### Aim of the task
Go through the records, and copy each line in which the string "BetPatternPolicy" is present.

(Provided information begins)

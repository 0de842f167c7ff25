//! Game policies supplied by the embedding node
//!
//! The checks in this crate are game-agnostic: payout multipliers, legal
//! number sets, outcome rules and the block-hash combiner are injected.
//! Implementations must be pure functions of their arguments.

use crate::config::ActivationHeights;
use crate::descriptor::{BetDescriptor, BetSegment};
use crate::error::Result;
use crate::types::Natural;

/// Combines a game argument with a 32-bit block hash tag.
///
/// Used both to re-derive the block tag a wager is bound to and to draw the
/// outcome of a block.
pub trait ArgumentCombiner {
    fn combine(&self, argument: u32, block_tag: u32) -> u32;
}

pub trait RewardPolicy {
    /// Payout multiplier of `segment` under `argument`; `0` for an unknown bet type.
    fn reward(&self, segment: &BetSegment, argument: u32) -> u32;

    /// Game argument implied by a whole descriptor.
    fn descriptor_argument(&self, descriptor: &BetDescriptor, max_reward: u32) -> Result<u32>;
}

pub trait BetPatternPolicy {
    /// Whether `numbers` is a legal encoding of `segment` at `height`.
    ///
    /// Height-dependent number semantics must be read from `activation`
    /// (see [`crate::config::Rule::RouletteNewDefs`]), the same table the
    /// caller validates with.
    fn matches(
        &self,
        height: Natural,
        activation: &ActivationHeights,
        segment: &BetSegment,
        numbers: &[i32],
    ) -> bool;
}

pub trait OutcomePolicy {
    fn is_winning(&self, segment: &BetSegment, argument: u32, drawn: u32) -> bool;
}

/// Bundle of the four policies, borrowed for one validation call
#[derive(Clone, Copy)]
pub struct Policies<'a> {
    pub combiner: &'a dyn ArgumentCombiner,
    pub reward: &'a dyn RewardPolicy,
    pub pattern: &'a dyn BetPatternPolicy,
    pub outcome: &'a dyn OutcomePolicy,
}

impl<'a> Policies<'a> {
    /// Borrow all four policies from one object implementing them.
    pub fn from_game<G>(game: &'a G) -> Self
    where
        G: ArgumentCombiner + RewardPolicy + BetPatternPolicy + OutcomePolicy,
    {
        Self { combiner: game, reward: game, pattern: game, outcome: game }
    }
}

(Provided information ends)

### Task solution
pub trait BetPatternPolicy {
    pub pattern: &'a dyn BetPatternPolicy,
        G: ArgumentCombiner + RewardPolicy + BetPatternPolicy + OutcomePolicy,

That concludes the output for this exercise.